Prompt - Every record listed below should be copied exactly.

Extracted records:

=== Begin Enclosure ===

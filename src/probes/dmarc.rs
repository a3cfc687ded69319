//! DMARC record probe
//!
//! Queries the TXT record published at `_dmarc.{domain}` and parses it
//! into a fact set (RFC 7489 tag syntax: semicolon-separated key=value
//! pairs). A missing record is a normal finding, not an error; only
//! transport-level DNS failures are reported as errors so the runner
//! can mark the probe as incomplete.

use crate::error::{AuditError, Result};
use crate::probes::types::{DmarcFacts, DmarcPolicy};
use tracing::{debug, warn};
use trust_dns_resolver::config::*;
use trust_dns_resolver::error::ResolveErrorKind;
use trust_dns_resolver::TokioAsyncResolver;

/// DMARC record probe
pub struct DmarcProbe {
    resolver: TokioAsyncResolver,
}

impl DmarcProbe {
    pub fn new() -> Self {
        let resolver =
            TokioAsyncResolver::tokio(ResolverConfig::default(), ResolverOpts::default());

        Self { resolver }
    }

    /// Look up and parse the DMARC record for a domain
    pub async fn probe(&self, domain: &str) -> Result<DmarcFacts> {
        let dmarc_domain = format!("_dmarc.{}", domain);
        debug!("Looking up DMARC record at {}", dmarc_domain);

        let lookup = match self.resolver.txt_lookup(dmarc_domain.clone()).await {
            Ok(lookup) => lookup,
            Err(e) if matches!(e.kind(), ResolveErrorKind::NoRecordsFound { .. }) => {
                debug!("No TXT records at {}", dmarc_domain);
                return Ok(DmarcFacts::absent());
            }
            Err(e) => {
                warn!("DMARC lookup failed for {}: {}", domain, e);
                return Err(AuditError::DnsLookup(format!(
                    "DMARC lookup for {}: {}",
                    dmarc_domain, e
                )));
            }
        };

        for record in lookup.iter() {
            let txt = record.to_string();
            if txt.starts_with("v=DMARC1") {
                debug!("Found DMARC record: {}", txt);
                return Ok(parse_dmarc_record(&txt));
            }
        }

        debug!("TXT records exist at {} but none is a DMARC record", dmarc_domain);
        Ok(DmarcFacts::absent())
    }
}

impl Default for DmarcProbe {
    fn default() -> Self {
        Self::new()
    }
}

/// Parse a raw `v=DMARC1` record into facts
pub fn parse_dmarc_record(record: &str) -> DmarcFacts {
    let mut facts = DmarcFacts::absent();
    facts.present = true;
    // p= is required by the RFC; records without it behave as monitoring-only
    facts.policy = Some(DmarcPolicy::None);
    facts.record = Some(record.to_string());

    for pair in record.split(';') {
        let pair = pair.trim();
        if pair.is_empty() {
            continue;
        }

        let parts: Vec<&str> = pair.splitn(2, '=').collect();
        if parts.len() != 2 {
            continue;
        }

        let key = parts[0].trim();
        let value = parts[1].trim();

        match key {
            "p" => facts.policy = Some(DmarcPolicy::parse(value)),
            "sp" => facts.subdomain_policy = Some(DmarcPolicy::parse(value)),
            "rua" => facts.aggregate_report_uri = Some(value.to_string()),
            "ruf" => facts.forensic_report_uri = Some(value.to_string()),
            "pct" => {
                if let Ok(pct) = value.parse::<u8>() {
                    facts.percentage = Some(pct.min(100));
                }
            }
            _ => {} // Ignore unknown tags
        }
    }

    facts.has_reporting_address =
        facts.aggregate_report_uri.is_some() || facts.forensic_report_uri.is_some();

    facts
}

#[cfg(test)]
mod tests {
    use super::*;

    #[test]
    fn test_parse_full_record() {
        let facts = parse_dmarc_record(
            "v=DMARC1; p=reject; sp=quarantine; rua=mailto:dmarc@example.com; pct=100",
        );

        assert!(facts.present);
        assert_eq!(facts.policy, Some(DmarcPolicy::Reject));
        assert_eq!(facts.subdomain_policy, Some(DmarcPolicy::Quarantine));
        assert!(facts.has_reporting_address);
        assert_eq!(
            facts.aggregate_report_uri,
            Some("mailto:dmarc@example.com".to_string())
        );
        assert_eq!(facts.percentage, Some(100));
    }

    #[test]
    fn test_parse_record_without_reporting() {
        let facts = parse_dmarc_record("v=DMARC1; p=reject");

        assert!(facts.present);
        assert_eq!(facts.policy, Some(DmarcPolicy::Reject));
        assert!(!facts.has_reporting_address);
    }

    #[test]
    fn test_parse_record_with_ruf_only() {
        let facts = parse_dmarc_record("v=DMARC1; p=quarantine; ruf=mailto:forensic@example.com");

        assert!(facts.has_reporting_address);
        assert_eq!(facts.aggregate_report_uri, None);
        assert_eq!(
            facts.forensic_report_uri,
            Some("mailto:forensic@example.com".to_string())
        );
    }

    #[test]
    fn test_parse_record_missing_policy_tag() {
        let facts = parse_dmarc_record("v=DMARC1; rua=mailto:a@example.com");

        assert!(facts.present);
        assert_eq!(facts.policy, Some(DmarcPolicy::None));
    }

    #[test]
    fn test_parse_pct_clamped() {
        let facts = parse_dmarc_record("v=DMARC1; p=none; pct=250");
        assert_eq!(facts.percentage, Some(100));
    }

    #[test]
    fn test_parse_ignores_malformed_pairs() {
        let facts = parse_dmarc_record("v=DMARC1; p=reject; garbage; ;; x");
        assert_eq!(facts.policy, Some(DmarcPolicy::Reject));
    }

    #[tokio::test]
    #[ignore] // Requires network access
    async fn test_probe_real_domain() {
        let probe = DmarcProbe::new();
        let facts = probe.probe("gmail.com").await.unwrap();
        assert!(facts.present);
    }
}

=== End Enclosure ===

Task output -
filename src/probes/dmarc.rs
repository a3cfc687ded69319
//! DMARC record probe
//!
//! Queries the TXT record published at `_dmarc.{domain}` and parses it
//! into a fact set (RFC 7489 tag syntax: semicolon-separated key=value
//! pairs). A missing record is a normal finding, not an error; only
//! transport-level DNS failures are reported as errors so the runner
//! can mark the probe as incomplete.

use crate::error::{AuditError, Result};
use crate::probes::types::{DmarcFacts, DmarcPolicy};
use tracing::{debug, warn};
use trust_dns_resolver::config::*;
use trust_dns_resolver::error::ResolveErrorKind;
use trust_dns_resolver::TokioAsyncResolver;

/// DMARC record probe
pub struct DmarcProbe {
    resolver: TokioAsyncResolver,
}

impl DmarcProbe {
    pub fn new() -> Self {
        let resolver =
            TokioAsyncResolver::tokio(ResolverConfig::default(), ResolverOpts::default());

        Self { resolver }
    }

    /// Look up and parse the DMARC record for a domain
    pub async fn probe(&self, domain: &str) -> Result<DmarcFacts> {
        let dmarc_domain = format!("_dmarc.{}", domain);
        debug!("Looking up DMARC record at {}", dmarc_domain);

        let lookup = match self.resolver.txt_lookup(dmarc_domain.clone()).await {
            Ok(lookup) => lookup,
            Err(e) if matches!(e.kind(), ResolveErrorKind::NoRecordsFound { .. }) => {
                debug!("No TXT records at {}", dmarc_domain);
                return Ok(DmarcFacts::absent());
            }
            Err(e) => {
                warn!("DMARC lookup failed for {}: {}", domain, e);
                return Err(AuditError::DnsLookup(format!(
                    "DMARC lookup for {}: {}",
                    dmarc_domain, e
                )));
            }
        };

        for record in lookup.iter() {
            let txt = record.to_string();
            if txt.starts_with("v=DMARC1") {
                debug!("Found DMARC record: {}", txt);
                return Ok(parse_dmarc_record(&txt));
            }
        }

        debug!("TXT records exist at {} but none is a DMARC record", dmarc_domain);
        Ok(DmarcFacts::absent())
    }
}

impl Default for DmarcProbe {
    fn default() -> Self {
        Self::new()
    }
}

/// Parse a raw `v=DMARC1` record into facts
pub fn parse_dmarc_record(record: &str) -> DmarcFacts {
    let mut facts = DmarcFacts::absent();
    facts.present = true;
    // p= is required by the RFC; records without it behave as monitoring-only
    facts.policy = Some(DmarcPolicy::None);
    facts.record = Some(record.to_string());

    for pair in record.split(';') {
        let pair = pair.trim();
        if pair.is_empty() {
            continue;
        }

        let parts: Vec<&str> = pair.splitn(2, '=').collect();
        if parts.len() != 2 {
            continue;
        }

        let key = parts[0].trim();
        let value = parts[1].trim();

        match key {
            "p" => facts.policy = Some(DmarcPolicy::parse(value)),
            "sp" => facts.subdomain_policy = Some(DmarcPolicy::parse(value)),
            "rua" => facts.aggregate_report_uri = Some(value.to_string()),
            "ruf" => facts.forensic_report_uri = Some(value.to_string()),
            "pct" => {
                if let Ok(pct) = value.parse::<u8>() {
                    facts.percentage = Some(pct.min(100));
                }
            }
            _ => {} // Ignore unknown tags
        }
    }

    facts.has_reporting_address =
        facts.aggregate_report_uri.is_some() || facts.forensic_report_uri.is_some();

    facts
}

#[cfg(test)]
mod tests {
    use super::*;

    #[test]
    fn test_parse_full_record() {
        let facts = parse_dmarc_record(
            "v=DMARC1; p=reject; sp=quarantine; rua=mailto:dmarc@example.com; pct=100",
        );

        assert!(facts.present);
        assert_eq!(facts.policy, Some(DmarcPolicy::Reject));
        assert_eq!(facts.subdomain_policy, Some(DmarcPolicy::Quarantine));
        assert!(facts.has_reporting_address);
        assert_eq!(
            facts.aggregate_report_uri,
            Some("mailto:dmarc@example.com".to_string())
        );
        assert_eq!(facts.percentage, Some(100));
    }

    #[test]
    fn test_parse_record_without_reporting() {
        let facts = parse_dmarc_record("v=DMARC1; p=reject");

        assert!(facts.present);
        assert_eq!(facts.policy, Some(DmarcPolicy::Reject));
        assert!(!facts.has_reporting_address);
    }

    #[test]
    fn test_parse_record_with_ruf_only() {
        let facts = parse_dmarc_record("v=DMARC1; p=quarantine; ruf=mailto:forensic@example.com");

        assert!(facts.has_reporting_address);
        assert_eq!(facts.aggregate_report_uri, None);
        assert_eq!(
            facts.forensic_report_uri,
            Some("mailto:forensic@example.com".to_string())
        );
    }

    #[test]
    fn test_parse_record_missing_policy_tag() {
        let facts = parse_dmarc_record("v=DMARC1; rua=mailto:a@example.com");

        assert!(facts.present);
        assert_eq!(facts.policy, Some(DmarcPolicy::None));
    }

    #[test]
    fn test_parse_pct_clamped() {
        let facts = parse_dmarc_record("v=DMARC1; p=none; pct=250");
        assert_eq!(facts.percentage, Some(100));
    }

    #[test]
    fn test_parse_ignores_malformed_pairs() {
        let facts = parse_dmarc_record("v=DMARC1; p=reject; garbage; ;; x");
        assert_eq!(facts.policy, Some(DmarcPolicy::Reject));
    }

    #[tokio::test]
    #[ignore] // Requires network access
    async fn test_probe_real_domain() {
        let probe = DmarcProbe::new();
        let facts = probe.probe("gmail.com").await.unwrap();
        assert!(facts.present);
    }
}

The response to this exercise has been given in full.